Diyarbakır’daki yaklaşık 90 sivil toplum örgütünün bir araya gelerek kurduğu ’Adalet ve Çözüm Girişimi’ son dönemde kanlı saldırılarını artıran PKK’ya karşı ’kuvvetli’ bir bildiri hazırladı. Sendika, Oda, ve Birlik temsilcilerinin hazırladığı bildiride PKK’ya “Tek taraflı ve koşulsuz silah bırak” çağrısı yapılacak.

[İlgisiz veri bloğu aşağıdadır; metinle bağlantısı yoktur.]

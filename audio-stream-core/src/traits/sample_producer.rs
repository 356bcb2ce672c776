use std::sync::Arc;

/// Fills one period of interleaved output samples.
///
/// Runs on the driver's real-time thread: keep it short, never block. The
/// buffer arrives zeroed, so a producer that has run out of material can
/// simply return and leave silence behind. The producer owns its play position.
///
/// Identity (`Arc::ptr_eq`) decides whether a running playback can be reused.
pub type SampleProducer = Arc<dyn Fn(&mut [f32]) + Send + Sync + 'static>;
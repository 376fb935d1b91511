/********************************************************************************
 * Copyright (c) 2026 Contributors to the Eclipse Foundation
 *
 * See the NOTICE file(s) distributed with this work for additional
 * information regarding copyright ownership.
 *
 * This program and the accompanying materials are made available under the
 * terms of the Apache License Version 2.0 which is available at
 * https://www.apache.org/licenses/LICENSE-2.0
 *
 * SPDX-License-Identifier: Apache-2.0
 ********************************************************************************/

mod integration_test_logging;
pub use integration_test_logging::init_logging;

mod recording_service_target;
pub use recording_service_target::{InstallRecord, RecordingServiceTarget};

mod failing_service_target;
pub use failing_service_target::FailingServiceTarget;

mod integration_test_destinations;
pub use integration_test_destinations::{destination_set, queue_on, topic_on, DEFAULT_SERVER};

Son dönemde tırmanan terör başta Diyarbakır olmak üzere Doğu ve Güneydoğu halkını da harekete geçirdi. Diyarbakır Barosu’nun öncülüğünde 90 STK’nın bir araya gelerek kurduğu Adalet ve Çözüm Girişimi temsilcileri bugün ortak bildiri yayınlamak üzere Diyarbakır’da toplanıyor. En geniş katılımla bölge halkının görüşünü yansıtacak metin üzerinde son düzeltmeler yapıldıktan sonra kamuoyuna açıklanacak.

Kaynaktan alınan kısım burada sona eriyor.